(Collected data entries)
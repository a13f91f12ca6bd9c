//! Error types for the route construction pipeline.

use std::io;
use std::path::PathBuf;

use thiserror::Error;

/// A single geocoding call failed. Always local to one address.
#[derive(Debug, Error)]
pub enum GeocodeError {
    #[error("geocoding request failed: {0}")]
    Request(#[from] reqwest::Error),

    #[error("no provider API key configured")]
    MissingApiKey,

    #[error("provider returned HTTP {0}")]
    Http(u16),

    #[error("provider returned status {status}")]
    Provider { status: String },

    #[error("provider response had no usable location")]
    MalformedResponse,
}

#[derive(Debug, Error)]
pub enum CacheError {
    #[error("cache io error at {path}: {source}")]
    Io {
        path: PathBuf,
        #[source]
        source: io::Error,
    },

    #[error("cache serialization failed: {0}")]
    Serialize(#[from] serde_json::Error),
}

#[derive(Debug, Error)]
pub enum ConfigError {
    #[error("cannot read config {path}: {source}")]
    Read {
        path: PathBuf,
        #[source]
        source: io::Error,
    },

    #[error("cannot parse config: {0}")]
    Parse(#[from] serde_json::Error),

    #[error("zone {0} needs at least three polygon vertices")]
    DegeneratePolygon(String),

    #[error("{0} has a non-finite coordinate")]
    NonFiniteCoordinate(String),

    #[error("zone {0} is declared more than once")]
    DuplicateZone(String),

    #[error("resolver needs at least one worker")]
    NoWorkers,
}

/// Conditions that abort a pipeline run.
#[derive(Debug, Error)]
pub enum PipelineError {
    #[error("no delivery points could be resolved ({unresolved} addresses unresolved)")]
    NoDeliveryPoints { unresolved: usize },

    #[error("cannot start geocoding workers: {0}")]
    WorkerPool(#[from] rayon::ThreadPoolBuildError),

    #[error(transparent)]
    Config(#[from] ConfigError),

    #[error(transparent)]
    Cache(#[from] CacheError),
}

Problem details. Every entry above, from first to last, should be repeated exactly.

Exercise solution.
repository a13f91f12ca6bd9c
//! Error types for the route construction pipeline.

use std::io;
use std::path::PathBuf;

use thiserror::Error;

/// A single geocoding call failed. Always local to one address.
#[derive(Debug, Error)]
pub enum GeocodeError {
    #[error("geocoding request failed: {0}")]
    Request(#[from] reqwest::Error),

    #[error("no provider API key configured")]
    MissingApiKey,

    #[error("provider returned HTTP {0}")]
    Http(u16),

    #[error("provider returned status {status}")]
    Provider { status: String },

    #[error("provider response had no usable location")]
    MalformedResponse,
}

#[derive(Debug, Error)]
pub enum CacheError {
    #[error("cache io error at {path}: {source}")]
    Io {
        path: PathBuf,
        #[source]
        source: io::Error,
    },

    #[error("cache serialization failed: {0}")]
    Serialize(#[from] serde_json::Error),
}

#[derive(Debug, Error)]
pub enum ConfigError {
    #[error("cannot read config {path}: {source}")]
    Read {
        path: PathBuf,
        #[source]
        source: io::Error,
    },

    #[error("cannot parse config: {0}")]
    Parse(#[from] serde_json::Error),

    #[error("zone {0} needs at least three polygon vertices")]
    DegeneratePolygon(String),

    #[error("{0} has a non-finite coordinate")]
    NonFiniteCoordinate(String),

    #[error("zone {0} is declared more than once")]
    DuplicateZone(String),

    #[error("resolver needs at least one worker")]
    NoWorkers,
}

/// Conditions that abort a pipeline run.
#[derive(Debug, Error)]
pub enum PipelineError {
    #[error("no delivery points could be resolved ({unresolved} addresses unresolved)")]
    NoDeliveryPoints { unresolved: usize },

    #[error("cannot start geocoding workers: {0}")]
    WorkerPool(#[from] rayon::ThreadPoolBuildError),

    #[error(transparent)]
    Config(#[from] ConfigError),

    #[error(transparent)]
    Cache(#[from] CacheError),
}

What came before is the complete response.